Au cours de la liturgie improvisée alors dans le froid piquant (chapelet, litanies, hymnes mariales, cantiques…), Notre-Dame, silencieuse, dévoile quelques symboles (croix, cierges) et surtout déroule un message tout simple sous ses pieds, à chaque intonation de ces diverses prières : MAIS PRIEZ MES ENFANTS DIEU VOUS EXAUCERA EN PEU DE TEMPS MON FILS SE LAISSE TOUCHER. Le premier mot (mais), le manque de ponctuation, le gros point, ce qui est souligné, tout cela intrigue le Français qui aime les idées claires. À Pontmain, Marie s’est moquée finement de nos désirs d’investigation exhaustive, qui nous poussent à vouloir tout savoir, tout de suite. Toujours est-il que trois jours après ce 17 janvier, contre toute attente, les Prussiens rebroussaient chemin et l’armistice était signé le 28. Conclusion : Pontmain est un trou perdu (et resté tel) ; la vraie France se joue là où elle échappe aux médias, ayant en elle l’avenir de Dieu dans sa fidélité aux gestes de la vie quotidienne, au court terme « tout bête » mais bien ordonné, laissant le long terme à la Providence qui voit plus loin que nos prudences, surtout quand elles sont affolées. Un évêque me disait récemment de S. Joseph : Plus il se cache, plus il rayonne. La vocation de la France doit lui ressembler, rayonnant dans l’humilité cachée, dans l’effort patient qui ne paie pas de mine. « Jeunesse nouvelle, jeunesse rebelle » à l’avilissement des âmes, écoute bien Marie qui te dit comment prier.
Dom Hervé
Courau
Né en 1943, le Père Hervé Courau, abbé de Notre Dame de
Triors est entré en 1964 à l’abbaye de Fontgombault où, après son ordination
sacerdotale en 1974, il a été hôtelier, puis maître des
novices. En 1984, il a été nommé à la tête de la fondation faite par
Fontgombault à Triors, dans la
Drôme, à 20
km de la ferme de Marthe Robin. Il en a été béni premier
abbé en 1994.
Commentaire BFF –
La foi en la
France, telle que viennent de la manifester ses enfants de
tous âges et de toutes croyances ou incroyances, est le chemin qui nous est
actuellement donné. C'était manifeste dans les marches républicaines
silencieuses, priantes, communiantes, respectueuses de chacun de ses
participants.
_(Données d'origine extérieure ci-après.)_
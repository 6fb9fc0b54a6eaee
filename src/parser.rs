use crate::ast::*;
use crate::error::ParseError;
use crate::token::{Span, Spanned, Token};

pub struct Parser {
    tokens: Vec<Spanned>,
    pos: usize,
}

/// Identifiers that stand for a rest instead of a pitch.
const REST_WORDS: [&str; 3] = ["R", "r", "rest"];

impl Parser {
    pub fn new(tokens: Vec<Spanned>) -> Self {
        Parser { tokens, pos: 0 }
    }

    // ── Helpers ──────────────────────────────────────────────

    fn peek(&self) -> Token {
        self.tokens
            .get(self.pos)
            .map_or(Token::EOF, |s| s.token.clone())
    }

    fn span(&self) -> Span {
        match self.tokens.get(self.pos).or(self.tokens.last()) {
            Some(s) => s.span,
            None => Span { start: 0, end: 0 },
        }
    }

    fn advance(&mut self) -> Option<Spanned> {
        let s = self.tokens.get(self.pos).cloned();
        if s.is_some() {
            self.pos += 1;
        }
        s
    }

    fn is_at_end(&self) -> bool {
        matches!(self.peek(), Token::EOF)
    }

    fn check(&self, expected: &Token) -> bool {
        std::mem::discriminant(&self.peek()) == std::mem::discriminant(expected)
    }

    fn eat(&mut self, expected: &Token) -> bool {
        if self.check(expected) {
            self.advance();
            true
        } else {
            false
        }
    }

    fn unexpected(&self, expected: &str) -> ParseError {
        ParseError::UnexpectedToken {
            expected: expected.into(),
            found: self.peek(),
            span: self.span(),
        }
    }

    fn expect(&mut self, expected: &Token, what: &str) -> Result<Span, ParseError> {
        if self.check(expected) {
            let span = self.span();
            self.advance();
            Ok(span)
        } else {
            Err(self.unexpected(what))
        }
    }

    fn expect_ident(&mut self) -> Result<(String, Span), ParseError> {
        match self.peek() {
            Token::Ident(name) => {
                let span = self.span();
                self.advance();
                Ok((name, span))
            }
            _ => Err(self.unexpected("identifier")),
        }
    }

    fn expect_number(&mut self) -> Result<f64, ParseError> {
        match self.peek() {
            Token::Number(n) => {
                self.advance();
                Ok(n)
            }
            _ => Err(self.unexpected("number")),
        }
    }

    /// End offset of the most recently consumed token.
    fn last_end(&self) -> usize {
        self.tokens[self.pos.saturating_sub(1)].span.end
    }

    /// Skip newlines and return any comments found.
    fn skip_newlines_collecting_comments(&mut self) -> Vec<String> {
        let mut comments = Vec::new();
        loop {
            match self.peek() {
                Token::Newline | Token::Semicolon => {
                    self.advance();
                }
                Token::Comment(text) => {
                    comments.push(text);
                    self.advance();
                }
                _ => break,
            }
        }
        comments
    }

    // ── Program ──────────────────────────────────────────────

    pub fn parse_program(&mut self) -> Result<Program, ParseError> {
        let mut statements = Vec::new();

        while !self.is_at_end() {
            for c in self.skip_newlines_collecting_comments() {
                statements.push(Statement::Comment(c));
            }
            if self.is_at_end() {
                break;
            }
            statements.push(self.parse_statement()?);
        }
        Ok(Program { statements })
    }

    fn parse_statement(&mut self) -> Result<Statement, ParseError> {
        match self.peek() {
            Token::Score => self.parse_assignment(),
            Token::LBracket => self.parse_chord(),
            Token::Number(_) => {
                // Standalone number = rest
                let start_span = self.span().start;
                let duration = self.parse_duration_expr()?;
                Ok(Statement::Rest {
                    duration: Some(duration),
                    span_start: start_span,
                    span_end: self.last_end(),
                })
            }
            Token::Ident(_) => self.parse_note_or_rest(),
            _ => Err(self.unexpected("note, chord, rest or score property")),
        }
    }

    fn parse_note_or_rest(&mut self) -> Result<Statement, ParseError> {
        let (name, span) = self.expect_ident()?;
        let duration = self.try_parse_duration()?;
        let span_end = self.last_end();

        if REST_WORDS.contains(&name.as_str()) {
            return Ok(Statement::Rest {
                duration,
                span_start: span.start,
                span_end,
            });
        }
        let pitch = Pitch::parse(&name).ok_or(ParseError::InvalidPitch { text: name, span })?;
        Ok(Statement::Note {
            pitch,
            duration,
            span_start: span.start,
            span_end,
        })
    }

    // ── Assignment ──────────────────────────────────────────

    fn parse_assignment(&mut self) -> Result<Statement, ParseError> {
        let start_span = self.expect(&Token::Score, "score")?.start;
        self.expect(&Token::Dot, ".")?;
        let (property, _) = self.expect_ident()?;
        self.expect(&Token::Eq, "=")?;
        let value = self.parse_expr()?;
        Ok(Statement::Assignment {
            target: format!("score.{property}"),
            value,
            span_start: start_span,
            span_end: self.last_end(),
        })
    }

    fn parse_expr(&mut self) -> Result<Expr, ParseError> {
        match self.peek() {
            Token::StringLit(s) => {
                self.advance();
                Ok(Expr::StringLit(s))
            }
            Token::Number(_) | Token::Slash => Ok(Expr::DurationLit(self.parse_duration_expr()?)),
            _ => Err(self.unexpected("string or duration")),
        }
    }

    // ── Chord ───────────────────────────────────────────────

    fn parse_chord(&mut self) -> Result<Statement, ParseError> {
        let start_span = self.expect(&Token::LBracket, "[")?.start;
        let mut pitches = vec![self.parse_chord_pitch()?];
        while self.eat(&Token::Comma) {
            while self.eat(&Token::Newline) {}
            pitches.push(self.parse_chord_pitch()?);
        }
        self.expect(&Token::RBracket, "] or ,")?;

        let duration = self.try_parse_duration()?;
        Ok(Statement::Chord {
            pitches,
            duration,
            span_start: start_span,
            span_end: self.last_end(),
        })
    }

    fn parse_chord_pitch(&mut self) -> Result<Pitch, ParseError> {
        let (name, span) = self.expect_ident()?;
        Pitch::parse(&name).ok_or(ParseError::InvalidPitch { text: name, span })
    }

    // ── Duration Expressions ────────────────────────────────

    /// Try to parse an optional duration on the same line.
    fn try_parse_duration(&mut self) -> Result<Option<DurationExpr>, ParseError> {
        match self.peek() {
            Token::Slash | Token::Number(_) => Ok(Some(self.parse_duration_expr()?)),
            _ => Ok(None),
        }
    }

    /// Parse a duration expression: `/N`, `N/M` or `N`.
    fn parse_duration_expr(&mut self) -> Result<DurationExpr, ParseError> {
        let start = self.span().start;
        let expr = match self.peek() {
            Token::Slash => {
                self.advance();
                DurationExpr::Inverse(self.expect_number()?)
            }
            Token::Number(n) => {
                self.advance();
                if self.eat(&Token::Slash) {
                    DurationExpr::Fraction(n, self.expect_number()?)
                } else {
                    DurationExpr::Quarters(n)
                }
            }
            _ => return Err(self.unexpected("duration (/N, N/M or N)")),
        };

        let divisor = match expr {
            DurationExpr::Inverse(d) | DurationExpr::Fraction(_, d) => d,
            DurationExpr::Quarters(_) => 1.0,
        };
        if divisor == 0.0 {
            return Err(ParseError::InvalidDuration {
                reason: "division by zero".into(),
                span: Span {
                    start,
                    end: self.last_end(),
                },
            });
        }
        Ok(expr)
    }
}

#[cfg(test)]
mod tests {
    use super::*;
    use crate::lexer::Lexer;

    fn parse(input: &str) -> Result<Program, Box<dyn std::error::Error>> {
        let tokens = Lexer::new(input).tokenize()?;
        let mut parser = Parser::new(tokens);
        Ok(parser.parse_program()?)
    }

    fn parse_err(input: &str) -> ParseError {
        let tokens = Lexer::new(input).tokenize().unwrap();
        Parser::new(tokens).parse_program().unwrap_err()
    }

    fn significant(program: &Program) -> Vec<&Statement> {
        program
            .statements
            .iter()
            .filter(|s| !matches!(s, Statement::Comment(_)))
            .collect()
    }

    #[test]
    fn test_parse_notes_with_durations() {
        let program = parse("E5 /2 D#5 /2\nE5").unwrap();
        let stmts = significant(&program);
        assert_eq!(stmts.len(), 3);
        match stmts[1] {
            Statement::Note { pitch, duration, .. } => {
                assert_eq!(pitch.to_string(), "D#5");
                assert_eq!(*duration, Some(DurationExpr::Inverse(2.0)));
            }
            other => panic!("Expected Note, got {other:?}"),
        }
        match stmts[2] {
            Statement::Note { duration, .. } => assert_eq!(*duration, None),
            other => panic!("Expected Note, got {other:?}"),
        }
    }

    #[test]
    fn test_parse_chord() {
        let program = parse("[A2, E3,\n A3] 1/2").unwrap();
        match significant(&program)[0] {
            Statement::Chord {
                pitches, duration, ..
            } => {
                let names: Vec<String> = pitches.iter().map(|p| p.to_string()).collect();
                assert_eq!(names, vec!["A2", "E3", "A3"]);
                assert_eq!(*duration, Some(DurationExpr::Fraction(1.0, 2.0)));
            }
            other => panic!("Expected Chord, got {other:?}"),
        }
    }

    #[test]
    fn test_parse_rests() {
        let program = parse("C3 /4\n4\nR /2\nrest\nD3").unwrap();
        let stmts = significant(&program);
        assert!(matches!(stmts[0], Statement::Note { .. }));
        assert!(matches!(
            stmts[1],
            Statement::Rest { duration: Some(DurationExpr::Quarters(n)), .. } if *n == 4.0
        ));
        assert!(matches!(
            stmts[2],
            Statement::Rest { duration: Some(DurationExpr::Inverse(n)), .. } if *n == 2.0
        ));
        assert!(matches!(stmts[3], Statement::Rest { duration: None, .. }));
        assert!(matches!(stmts[4], Statement::Note { .. }));
    }

    #[test]
    fn test_parse_assignments() {
        let program = parse("score.title = \"Für Elise\";\nscore.duration = /2;").unwrap();
        let stmts = significant(&program);
        match stmts[0] {
            Statement::Assignment { target, value, .. } => {
                assert_eq!(target, "score.title");
                assert_eq!(*value, Expr::StringLit("Für Elise".into()));
            }
            other => panic!("Expected Assignment, got {other:?}"),
        }
        match stmts[1] {
            Statement::Assignment { value, .. } => {
                assert_eq!(*value, Expr::DurationLit(DurationExpr::Inverse(2.0)));
            }
            other => panic!("Expected Assignment, got {other:?}"),
        }
    }

    #[test]
    fn test_semicolons_separate_elements() {
        let program = parse("C4;D4;;E4").unwrap();
        assert_eq!(significant(&program).len(), 3);
    }

    #[test]
    fn test_comments_are_kept() {
        let program = parse("// intro\nC4 // first note\n").unwrap();
        let comments: Vec<_> = program
            .statements
            .iter()
            .filter_map(|s| match s {
                Statement::Comment(c) => Some(c.as_str()),
                _ => None,
            })
            .collect();
        assert_eq!(comments, vec!["intro", "first note"]);
    }

    #[test]
    fn test_statement_spans() {
        let program = parse("C4 /2 [E4, G4] 1").unwrap();
        let stmts = significant(&program);
        assert_eq!(stmts[0].span(), (0, 5));
        assert_eq!(stmts[1].span(), (6, 16));
    }

    #[test]
    fn test_invalid_pitch() {
        let err = parse_err("C4 H4");
        assert_eq!(
            err,
            ParseError::InvalidPitch {
                text: "H4".into(),
                span: Span { start: 3, end: 5 }
            }
        );
    }

    #[test]
    fn test_oversized_octave_is_invalid_pitch() {
        assert_eq!(
            parse_err("C2147483647"),
            ParseError::InvalidPitch {
                text: "C2147483647".into(),
                span: Span { start: 0, end: 11 }
            }
        );
    }

    #[test]
    fn test_zero_divisor_rejected() {
        assert!(matches!(
            parse_err("C4 /0"),
            ParseError::InvalidDuration { .. }
        ));
    }

    #[test]
    fn test_unclosed_chord() {
        match parse_err("[C4, E4 G4]") {
            ParseError::UnexpectedToken { found, .. } => {
                assert_eq!(found, Token::Ident("G4".into()));
            }
            other => panic!("Expected UnexpectedToken, got {other:?}"),
        }
    }

    #[test]
    fn test_empty_chord_rejected() {
        assert!(matches!(
            parse_err("[]"),
            ParseError::UnexpectedToken { .. }
        ));
    }
}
La grâce de Dieu, dans une vie personnelle et dans une vie
collective - le Te Deum du 25 Août 1944 - passe par l'événement qui lie le plus
à soi, aux autres, au monde et au présent. Peu importe l'étiquette, et même le
texte que nous discernons. - Il vient de se passer quelque chose qu'il nous
faut comprendre, et dont le commentaire ne va se murmurer en chacun de nous
qu'à la longue ou petit à petit. En fait, nous aspirons à une France sainte,
que nous la voyions ainsi ou que l'incroyant la voit simplement belle et
généreuse, le musulman grande et accueillante, le juif tolérante et
compatissante. Une France sainte se reconnaît à ce qu'elle est exigeante envers
nous.
Telle que j'entends Marie à Pontmain, elle parle politique
immédiate autant qu'humilité devant la providence devant ce qui est offert et
ce qui peut se produire : le salut. Nous y sommes en ce moment tellement
français, et produisant une telle parabole pour tous, celle de la foi priante et
confiante. Circonstances comme si souvent dans notre histoire : dramatique,
sanglante, mais salut par l'unisson et la communion.